Osobowość zależna to zaburzenie
Można być zależnym. Jako dziecko. To normalne. Jednak jako osoba dorosła, powinniśmy dojrzeć i czuć się na tyle silnie, by funkcjonować niezależnie.
Niestety nie wszyscy osiągają ten etap. Skrajnym przypadkiem jest osobowość zależna. Pod nazwą tą kryje się lękowe zaburzenie osobowości, niezdolność do samotności. Gdy osoba zależna pozostaje sama, czuje niepokój, nerwowość, strach, mogą też pojawić się ataki paniki.
Osobowość zależną (Dependent Personality Disorder (DPD) charakteryzuje stała potrzeba bycia z kimś, konsultowania wszelkich decyzji, a nawet myśli, potwierdzania swojego zdania, planów i marzeń – na każdym kroku i dzień w dzień. Osobowość zależna nie jest samodzielna, jest pod ciągłym wpływem innych, ponieważ nie umie myśleć samodzielnie, krytycznie. Po prostu nie jest w stanie wziąć odpowiedzialności za swoje życie.
Osobowość zależna i ciągła pomoc
Osobowość zależna charakteryzuje się tym, że na każdym kroku potrzebuje pomocy. Nawet drobnostka ją przerasta. Czuje się przerażona wizją działania w pojedynkę. Jest zagubiona, przestraszona, niepewna siebie, dlatego chowa się za kimś innym, tylko wtedy może odetchną z ulgą. Zyskuje poczucie bezpieczeństwa, gdy ktoś jest obok i się nią “zajmie”.
Potrzebuje ciągłych porad, nawet w takich podstawowych kwestiach, jak, w co się dzisiaj ubrać…Zadaje mnóstwo pytań, a w oczach innych szuka potwierdzenia własnej wartości.
Brak potrzeb
Osoba zależna nie umie wyartykułować swoich potrzeb, ani stawiać jakichkolwiek żądań. Nie jest asertywna. Ma się wrażenie, że sama nie wie, czego chce, zazwyczaj chce dokładnie tego, czego chcą osoby, z jakimi przebywa. Jest jak chorągiewka. Łatwo się dostosowuje i właściwie w każdym otoczeniu czuje się dobrze, wszystkich lubi.

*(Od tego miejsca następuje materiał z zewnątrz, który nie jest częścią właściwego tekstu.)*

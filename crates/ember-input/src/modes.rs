//! GUI mode stack
//!
//! Overlay UI modes form a stack: pushing opens a window over whatever was
//! active, popping returns to it. A non-empty stack means the game is in
//! GUI mode and world input is suppressed; the top entry decides routing.

/// An overlay UI mode.
#[derive(Debug, Clone, Copy, PartialEq, Eq)]
pub enum GuiMode {
    MainMenu,
    Inventory,
    Console,
    Journal,
    Rest,
    QuickKeysMenu,
    Video,
}

/// Ordered stack of active UI modes. Starts empty (game mode).
pub struct ModeStack {
    stack: Vec<GuiMode>,
}

impl ModeStack {
    pub fn new() -> Self {
        Self { stack: Vec::new() }
    }

    pub fn push(&mut self, mode: GuiMode) {
        self.stack.push(mode);
    }

    pub fn pop(&mut self) -> Option<GuiMode> {
        self.stack.pop()
    }

    /// The mode input is currently routed to.
    pub fn top(&self) -> Option<GuiMode> {
        self.stack.last().copied()
    }

    pub fn contains(&self, mode: GuiMode) -> bool {
        self.stack.contains(&mode)
    }

    /// True while any mode is open; game-world actions are suppressed.
    pub fn is_gui_mode(&self) -> bool {
        !self.stack.is_empty()
    }

    pub fn depth(&self) -> usize {
        self.stack.len()
    }
}

impl Default for ModeStack {
    fn default() -> Self {
        Self::new()
    }
}

#[cfg(test)]
mod tests {
    use super::*;

    #[test]
    fn starts_empty_in_game_mode() {
        let stack = ModeStack::new();
        assert!(!stack.is_gui_mode());
        assert_eq!(stack.top(), None);
        assert_eq!(stack.depth(), 0);
    }

    #[test]
    fn push_and_pop_discipline() {
        let mut stack = ModeStack::new();
        stack.push(GuiMode::Inventory);
        stack.push(GuiMode::Console);

        assert!(stack.is_gui_mode());
        assert_eq!(stack.top(), Some(GuiMode::Console));
        assert!(stack.contains(GuiMode::Inventory));

        assert_eq!(stack.pop(), Some(GuiMode::Console));
        assert_eq!(stack.top(), Some(GuiMode::Inventory));
        assert_eq!(stack.pop(), Some(GuiMode::Inventory));
        assert!(!stack.is_gui_mode());
        assert_eq!(stack.pop(), None);
    }
}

Jest podatna na wpływy, manipulacje, działanie innych osób. W pełni uległa, podporządkuje się w 100% za cenę ściągnięcia z jej barków odpowiedzialności za jej życie.
Strach
Dominującym uczuciem w codziennym życiu osoby zależnej jest strach, strach przed opuszczeniem, pozostawieniem samej sobie. Przeraża konieczność podejmowania decyzji, po prostu…stawienia czoła życiu.

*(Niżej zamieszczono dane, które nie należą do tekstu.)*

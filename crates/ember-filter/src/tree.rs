//! Arena-backed composite filter tree

use crate::Predicate;
use ember_core::{EmberError, Result};

/// Index of a node in a [`FilterTree`] arena. Ids are never reused;
/// removed nodes leave tombstoned slots behind.
#[derive(Debug, Clone, Copy, PartialEq, Eq, Hash)]
pub struct FilterId(usize);

/// How a list node combines its children.
#[derive(Debug, Clone, Copy, PartialEq, Eq)]
pub enum Op {
    /// Every enabled child must accept.
    All,
    /// At least one enabled child must accept. An empty list accepts.
    Any,
}

enum NodeKind {
    Leaf(Predicate),
    List { op: Op, children: Vec<FilterId> },
}

struct Node {
    name: String,
    enabled: bool,
    parent: Option<FilterId>,
    kind: NodeKind,
}

/// A tree of filters over tabular records.
///
/// The tree always has a root list node (created with [`FilterTree::new`]).
/// Children keep their insertion order, which is what the editor's tree
/// view displays.
pub struct FilterTree {
    nodes: Vec<Option<Node>>,
    root: FilterId,
}

impl FilterTree {
    /// Create a tree containing an enabled root list combining with `op`.
    pub fn new(op: Op) -> Self {
        let root = Node {
            name: "root".to_string(),
            enabled: true,
            parent: None,
            kind: NodeKind::List {
                op,
                children: Vec::new(),
            },
        };
        Self {
            nodes: vec![Some(root)],
            root: FilterId(0),
        }
    }

    /// The root list node.
    pub fn root(&self) -> FilterId {
        self.root
    }

    /// Append a leaf filter under `parent`. Fails if `parent` is not a list.
    pub fn add_leaf(
        &mut self,
        parent: FilterId,
        name: &str,
        predicate: Predicate,
    ) -> Result<FilterId> {
        self.attach(
            parent,
            Node {
                name: name.to_string(),
                enabled: true,
                parent: Some(parent),
                kind: NodeKind::Leaf(predicate),
            },
        )
    }

    /// Append a list filter under `parent`. Fails if `parent` is not a list.
    pub fn add_list(&mut self, parent: FilterId, name: &str, op: Op) -> Result<FilterId> {
        self.attach(
            parent,
            Node {
                name: name.to_string(),
                enabled: true,
                parent: Some(parent),
                kind: NodeKind::List {
                    op,
                    children: Vec::new(),
                },
            },
        )
    }

    fn attach(&mut self, parent: FilterId, node: Node) -> Result<FilterId> {
        // Validate the parent before allocating the slot.
        self.list_children(parent)?;
        let id = FilterId(self.nodes.len());
        self.nodes.push(Some(node));
        match &mut self.node_mut(parent)?.kind {
            NodeKind::List { children, .. } => children.push(id),
            NodeKind::Leaf(_) => unreachable!("parent validated as list above"),
        }
        Ok(id)
    }

    /// Number of children of a list node.
    pub fn child_count(&self, id: FilterId) -> Result<usize> {
        Ok(self.list_children(id)?.len())
    }

    /// Row of `child` within its parent, or an error if it is not a child.
    pub fn row_of_child(&self, parent: FilterId, child: FilterId) -> Result<usize> {
        self.list_children(parent)?
            .iter()
            .position(|&c| c == child)
            .ok_or_else(|| {
                EmberError::FilterError(format!("{child:?} is not a child of {parent:?}"))
            })
    }

    /// Child of `parent` at `row`.
    pub fn child(&self, parent: FilterId, row: usize) -> Result<FilterId> {
        self.list_children(parent)?
            .get(row)
            .copied()
            .ok_or_else(|| EmberError::FilterError(format!("no child at row {row}")))
    }

    /// Remove the child of `parent` at `row`, dropping its whole subtree.
    pub fn remove_child(&mut self, parent: FilterId, row: usize) -> Result<()> {
        let child = self.child(parent, row)?;
        match &mut self.node_mut(parent)?.kind {
            NodeKind::List { children, .. } => {
                children.remove(row);
            }
            NodeKind::Leaf(_) => unreachable!("child() validated parent as list"),
        }
        self.tombstone(child);
        Ok(())
    }

    fn tombstone(&mut self, id: FilterId) {
        let node = self.nodes[id.0].take();
        if let Some(Node {
            kind: NodeKind::List { children, .. },
            ..
        }) = node
        {
            for child in children {
                self.tombstone(child);
            }
        }
    }

    /// Parent of a node (`None` for the root).
    pub fn parent(&self, id: FilterId) -> Result<Option<FilterId>> {
        Ok(self.node(id)?.parent)
    }

    pub fn name(&self, id: FilterId) -> Result<&str> {
        Ok(self.node(id)?.name.as_str())
    }

    pub fn set_name(&mut self, id: FilterId, name: &str) -> Result<()> {
        self.node_mut(id)?.name = name.to_string();
        Ok(())
    }

    pub fn enabled(&self, id: FilterId) -> Result<bool> {
        Ok(self.node(id)?.enabled)
    }

    pub fn set_enabled(&mut self, id: FilterId, enabled: bool) -> Result<()> {
        self.node_mut(id)?.enabled = enabled;
        Ok(())
    }

    /// Apply the filter rooted at `id` to one record.
    ///
    /// Disabled nodes accept everything: an inactive filter must not
    /// constrain the result set.
    pub fn accept(&self, id: FilterId, headers: &[String], row: &[toml::Value]) -> Result<bool> {
        let node = self.node(id)?;
        if !node.enabled {
            return Ok(true);
        }
        match &node.kind {
            NodeKind::Leaf(predicate) => Ok(predicate.accept(headers, row)),
            NodeKind::List { op, children } => {
                let active: Vec<&FilterId> = children
                    .iter()
                    .filter(|c| matches!(self.enabled(**c), Ok(true)))
                    .collect();
                match op {
                    Op::All => {
                        for child in &active {
                            if !self.accept(**child, headers, row)? {
                                return Ok(false);
                            }
                        }
                        Ok(true)
                    }
                    Op::Any => {
                        if active.is_empty() {
                            return Ok(true);
                        }
                        for child in &active {
                            if self.accept(**child, headers, row)? {
                                return Ok(true);
                            }
                        }
                        Ok(false)
                    }
                }
            }
        }
    }

    fn node(&self, id: FilterId) -> Result<&Node> {
        self.nodes
            .get(id.0)
            .and_then(|n| n.as_ref())
            .ok_or_else(|| EmberError::FilterError(format!("no filter node {id:?}")))
    }

    fn node_mut(&mut self, id: FilterId) -> Result<&mut Node> {
        self.nodes
            .get_mut(id.0)
            .and_then(|n| n.as_mut())
            .ok_or_else(|| EmberError::FilterError(format!("no filter node {id:?}")))
    }

    fn list_children(&self, id: FilterId) -> Result<&[FilterId]> {
        match &self.node(id)?.kind {
            NodeKind::List { children, .. } => Ok(children),
            NodeKind::Leaf(_) => Err(EmberError::FilterError(format!(
                "{id:?} is a leaf, not a list"
            ))),
        }
    }
}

Osoba zależna jest tak przerażona wizją opuszczenia, że na każdym kroku sprawdza, czy bliskie osoby są dostępne – czy to fizycznie, czy to mentalnie. Potrafi pisać setki smsów dziennie i wydzwaniać co chwilę. Każdą, nawet krótką niedostępność kogoś traktuje jak koniec świata!

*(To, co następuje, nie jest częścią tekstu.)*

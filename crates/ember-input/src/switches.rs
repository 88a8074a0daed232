//! Named control switches
//!
//! Boolean gates that game logic flips to disable whole categories of
//! input (scripted sequences, paralysis, cutscenes). The switch store is a
//! plain map; the cleanup obligations that come with flipping a switch live
//! in the dispatcher, which knows the player intent and world collaborator.

use std::collections::HashMap;

/// The seven switches the engine defines, all on by default.
pub const CONTROL_SWITCHES: [&str; 7] = [
    "playercontrols",
    "playerfighting",
    "playerjumping",
    "playerlooking",
    "playermagic",
    "playerviewswitch",
    "vanitymode",
];

/// Map of named boolean control switches.
pub struct ControlSwitches {
    switches: HashMap<String, bool>,
}

impl ControlSwitches {
    /// All engine switches seeded to `true`.
    pub fn new() -> Self {
        let mut switches = HashMap::new();
        for name in CONTROL_SWITCHES {
            switches.insert(name.to_string(), true);
        }
        Self { switches }
    }

    /// Read a switch. Unknown names read as `false`.
    pub fn get(&self, name: &str) -> bool {
        self.switches.get(name).copied().unwrap_or(false)
    }

    /// Store a switch value. Unknown names are tolerated and stored.
    pub fn set(&mut self, name: &str, value: bool) {
        self.switches.insert(name.to_string(), value);
    }
}

impl Default for ControlSwitches {
    fn default() -> Self {
        Self::new()
    }
}

#[cfg(test)]
mod tests {
    use super::*;

    #[test]
    fn engine_switches_start_on() {
        let switches = ControlSwitches::new();
        for name in CONTROL_SWITCHES {
            assert!(switches.get(name), "{name} should start true");
        }
    }

    #[test]
    fn unknown_switch_reads_false() {
        let switches = ControlSwitches::new();
        assert!(!switches.get("no_such_switch"));
    }

    #[test]
    fn unknown_switch_can_be_stored() {
        let mut switches = ControlSwitches::new();
        switches.set("modswitch", true);
        assert!(switches.get("modswitch"));
    }
}
//! Device state tracking and per-action channels
//!
//! Channels are transient: recomputed every tick from the bound control's
//! current state. Keys and buttons read 0 or 1; axes read their positive
//! deflection clamped to [0, 1] (bindings fire in the increase direction).

use std::collections::{HashMap, HashSet};

use winit::keyboard::KeyCode;

use crate::{Action, BindingStore, Control, InputEvent, PovAxis};

/// Current state of all input devices, fed from raw events.
#[derive(Default)]
pub struct DeviceState {
    keys_down: HashSet<KeyCode>,
    mouse_buttons_down: HashSet<u32>,
    joy_buttons_down: HashSet<(u32, u32)>,
    joy_axes: HashMap<(u32, u32), f32>,
    joy_povs: HashMap<(u32, u32, PovAxis), f32>,
    joy_sliders: HashMap<(u32, u32), f32>,
}

impl DeviceState {
    pub fn new() -> Self {
        Self::default()
    }

    /// Fold one raw event into the device state. Mouse motion carries no
    /// persistent state and is ignored here.
    pub fn apply(&mut self, event: &InputEvent) {
        match *event {
            InputEvent::KeyPressed(key) => {
                self.keys_down.insert(key);
            }
            InputEvent::KeyReleased(key) => {
                self.keys_down.remove(&key);
            }
            InputEvent::MouseButtonPressed(button) => {
                self.mouse_buttons_down.insert(button);
            }
            InputEvent::MouseButtonReleased(button) => {
                self.mouse_buttons_down.remove(&button);
            }
            InputEvent::MouseMoved { .. } => {}
            InputEvent::JoyAxisMoved { device, axis, value } => {
                self.joy_axes.insert((device, axis), value);
            }
            InputEvent::JoyButtonPressed { device, button } => {
                self.joy_buttons_down.insert((device, button));
            }
            InputEvent::JoyButtonReleased { device, button } => {
                self.joy_buttons_down.remove(&(device, button));
            }
            InputEvent::JoyPovMoved {
                device,
                pov,
                axis,
                value,
            } => {
                self.joy_povs.insert((device, pov, axis), value);
            }
            InputEvent::JoySliderMoved {
                device,
                slider,
                value,
            } => {
                self.joy_sliders.insert((device, slider), value);
            }
        }
    }

    /// Current channel contribution of a control, in [0, 1].
    pub fn value(&self, control: Control) -> f32 {
        match control {
            Control::Key(key) => bool_value(self.keys_down.contains(&key)),
            Control::MouseButton(button) => {
                bool_value(self.mouse_buttons_down.contains(&button))
            }
            Control::JoyButton { device, button } => {
                bool_value(self.joy_buttons_down.contains(&(device, button)))
            }
            Control::JoyAxis { device, axis } => self
                .joy_axes
                .get(&(device, axis))
                .copied()
                .unwrap_or(0.0)
                .clamp(0.0, 1.0),
            Control::JoyPov { device, pov, axis } => self
                .joy_povs
                .get(&(device, pov, axis))
                .copied()
                .unwrap_or(0.0)
                .clamp(0.0, 1.0),
            Control::JoySlider { device, slider } => self
                .joy_sliders
                .get(&(device, slider))
                .copied()
                .unwrap_or(0.0)
                .clamp(0.0, 1.0),
        }
    }
}

fn bool_value(down: bool) -> f32 {
    if down {
        1.0
    } else {
        0.0
    }
}

/// One channel transition observed during a tick.
#[derive(Debug, Clone, Copy, PartialEq)]
pub struct ChannelChange {
    pub action: Action,
    pub previous: f32,
    pub value: f32,
}

impl ChannelChange {
    /// True when the channel rose to full deflection this tick.
    pub fn is_rising_edge(&self) -> bool {
        self.value == 1.0 && self.previous != 1.0
    }
}

/// Per-action channel values and edge detection.
pub struct Channels {
    values: HashMap<Action, f32>,
}

impl Channels {
    pub fn new() -> Self {
        let mut values = HashMap::new();
        for action in Action::ALL {
            values.insert(action, 0.0);
        }
        Self { values }
    }

    /// Recompute every channel from the bound controls' current state.
    /// Returns every channel whose value changed this tick, in id order.
    /// Rising and falling edges alike are reported; held channels are not.
    pub fn update(&mut self, bindings: &BindingStore, device: &DeviceState) -> Vec<ChannelChange> {
        let mut changes = Vec::new();
        for action in Action::ALL {
            let value = match bindings.binding(action) {
                Some(control) => device.value(control),
                None => 0.0,
            };
            let previous = self.values.insert(action, value).unwrap_or(0.0);
            if value != previous {
                changes.push(ChannelChange {
                    action,
                    previous,
                    value,
                });
            }
        }
        changes
    }

    /// Current channel value for an action.
    pub fn value(&self, action: Action) -> f32 {
        self.values.get(&action).copied().unwrap_or(0.0)
    }

    /// True while the channel reads exactly 1.
    pub fn is_active(&self, action: Action) -> bool {
        self.value(action) == 1.0
    }
}

impl Default for Channels {
    fn default() -> Self {
        Self::new()
    }
}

Ponadto obawia się komukolwiek w czymkolwiek sprzeciwić. Tak bardzo boi się zranienia, że na wszystko się zgadza.
Nienawidzi być sama, czuje się wtedy opuszczona i niepewna.
Skąd się bierze?
Osoba zależna w dzieciństwie była wychowywana przez zbyt opiekuńczych lub zbyt autorytarnych rodziców. W konsekwencji kształtuje się u niej niskie poczucie własnej wartości. Nie ufa sobie.
Potrzebuje pomocy psychologa. Już teraz.
Życie takiej osoby jest bardzo trudne, aczkolwiek odpowiednia terapia i pomoc ze strony specjalistów, mogą bardzo wiele zdziałać.